アーネストも大人たちも、何度も話しかけてはいる。
しかしまだ、一度も反応をもらえていない。
保護施設に所属するカウンセラーだという女性は、リオは実験によりひどいショックを受けているのだと、都合よく勘違いをしている。
アーネストは、自分たちが純粋な被害者でないとばれていないことに胸をなでおろしつつも、清潔で窮屈な生活にどこか落ち着かなさを感じていた。
(今日は、何人来るんだろうか……)
正直なところ、何度大人が訪ねてこようと、アーネストには答えられることがない。
それはイサクが知らぬ顔をしろと言っていたからではなく、実験についても、【シティ】についても、マリアやイサクについても、アーネストが知っていることなど何もないからだった。
部屋のドアが開き、こんにちは、とあいさつしながら、スーツを着た男が入ってきた。
アーネストは、たしか政府の犯罪調査官だったなと思い出しながら、会釈で返した。
「あれから、何か思い出したことはないかな。ゆっくりでいいんだよ」
口調は穏やかだが、眼光は鋭く、アーネストは威圧されている気分になった。
「君たちはラストタウン出身なんだよね。どこでどうやって捕まって、何をさせられていた?」
「あの、ほんとに思い出せません……」
アーネストは目を合わせないようにして答えた。
調査官の男は、そうか、と言いながらも質問をつづけた。
「君たちは、どこで生活していた?」
「ラストタウン、居住区の地下です」
「家族は?」
「いません。俺の実の親は死んで、ラストタウンの町医者の所で育ちました。あいつも似たような感じです」
アーネストは、ずっと動かないでいるリオに目をやる。
「攫われる前、どこにいた?」
「よく覚えていません。」
「じゃあ、攫われる前の最期の記憶は?」
「……仕事場に向かっていました」
「仕事って?」
「ラストタウンのスクラップの山で、分別作業をしていました」
ふうん、と値踏みするような目で、調査官はアーネストを見ている。
「ちなみに、その仕事はあの子も一緒?」
「はい」
「ほんとに、誘拐された時のこと覚えてないの?」
「……すみません、思い出せないです」
「そっかあ。じゃあ、また来るからね。何か思い出せたら、すぐ知らせてね」
調査官は、ドアノブに手をかける。
「あの、」
アーネストが呼び止める。
「僕たちは、いつまでここにいるんでしょうか。
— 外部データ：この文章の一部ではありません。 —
//! Tokenizers turn decoded text into terms.
//!
//! The index treats tokenization as an external collaborator: anything that
//! implements [`Tokenizer`] can be plugged in, including plain closures.

use crate::types::Term;
use unicode_segmentation::UnicodeSegmentation;

/// Maps raw text to a sequence of terms.
///
/// Implementations must be pure: the same text always yields the same terms.
/// The index calls the tokenizer once per added file and once per
/// modification.
pub trait Tokenizer: Send + Sync {
    /// Split text into terms. Duplicates are allowed.
    fn tokenize(&self, text: &str) -> Vec<Term>;

    /// Short name used in logs
    fn name(&self) -> &str {
        "custom"
    }
}

impl<F> Tokenizer for F
where
    F: Fn(&str) -> Vec<Term> + Send + Sync,
{
    fn tokenize(&self, text: &str) -> Vec<Term> {
        self(text)
    }
}

/// Splits text on Unicode word boundaries.
#[derive(Debug, Clone)]
pub struct WordTokenizer {
    /// Fold terms to lowercase
    pub lowercase: bool,

    /// Words longer than this (in bytes) are dropped
    pub max_term_length: usize,
}

impl Default for WordTokenizer {
    fn default() -> Self {
        WordTokenizer {
            lowercase: false,
            max_term_length: 255,
        }
    }
}

impl WordTokenizer {
    /// Create a tokenizer that folds terms to lowercase
    pub fn lowercase() -> Self {
        WordTokenizer {
            lowercase: true,
            ..Default::default()
        }
    }
}

impl Tokenizer for WordTokenizer {
    fn tokenize(&self, text: &str) -> Vec<Term> {
        text.unicode_words()
            .filter(|word| word.len() <= self.max_term_length)
            .map(|word| {
                if self.lowercase {
                    Term::new(word.to_lowercase())
                } else {
                    Term::from(word)
                }
            })
            .collect()
    }

    fn name(&self) -> &str {
        "words"
    }
}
家には帰れますか?」
調査官は腕を組んで難しい顔をし、考え込む素振りを見せる。
「そうだなあ。君が、ほんとのことを全部、教えてくれたらかなあ。」
調査官は不敵な笑みを浮かべて、部屋を後にした。
ああ、きっと何もかもバレているんだ。
アーネストは思った。
「聞き取り、もう終わったんだね。ごめんね、あの人ちょっと怖いよね」
私もちょっと苦手なんだあの人、と言いながら、カウンセラーが入ってくる。
「ライオネルくん、お話するのは今日も難しそうかな」
先ほどの調査官とは対照的な穏やかな態度に、アーネストは安堵していた。
「今日もずっとあのままです」
「そっかあ。まあ、ひどいことされてたら、そうなるよね。アーネストくんは大丈夫?からだ、痛いところとかない?」
「特には……」
「それは何より。さっきの人は、あんなキツい言い方してたけど、無理して思い出さなくてもいいからね。被害者の方に詰め寄ってどうするんだってね」
カウンセラーが朗らかに笑う。
ほんとうは被害者ではないアーネストは、少し目をそらす。
「ねえ、私ラストタウンに行ったことないからさ、ラストタウンのこと教えてよ」
端末をひらきながら、カウンセラーが言う。
結局聞き取りじゃん、と思いながらも、アーネストは淡々と質問に答えていった。
リオはいまだ、壁に体を寄せて泣いているようだった。
いや、涙は出ていない。
機械の体には、涙を流す昨日は備わっていなかった。
発露しきれない哀しみが、リオの頭を支配している。
「マリアさんが死んで、悲しいのはわかる。でも少し、前を向かないと」
見かねたアーネストは、穏やかな口調で語りかける。
「……前ってどこ?」
下を向いたまま、リオが口を開いた。
「これまで生きてきて、僕の世界にはおばあちゃんしかいないかった。なのに、どこを向けって?前がどこかもわからないよ!」
怒りと困惑が入り混じった顔をアーネストに向け、リオが声を荒げる。
「アーネストは僕のことを違う名前で呼ぶし、僕のことを知っている人なんか、おばあちゃんくらいしかいない。おばあちゃんがいなくなってしまったら、僕はどうやって僕として生きていけばいいの?」
リオがアーネストの胸倉をつかむ。
「落ち着けリオ!」
「うるさい!」
アーネストは必死に抵抗するが、リオの力にはかなわない。
「離せ……!」
リオがアーネストの首を絞めかけたとき、勢いよく扉が開いた。
カウンセラーが悲鳴を上げる。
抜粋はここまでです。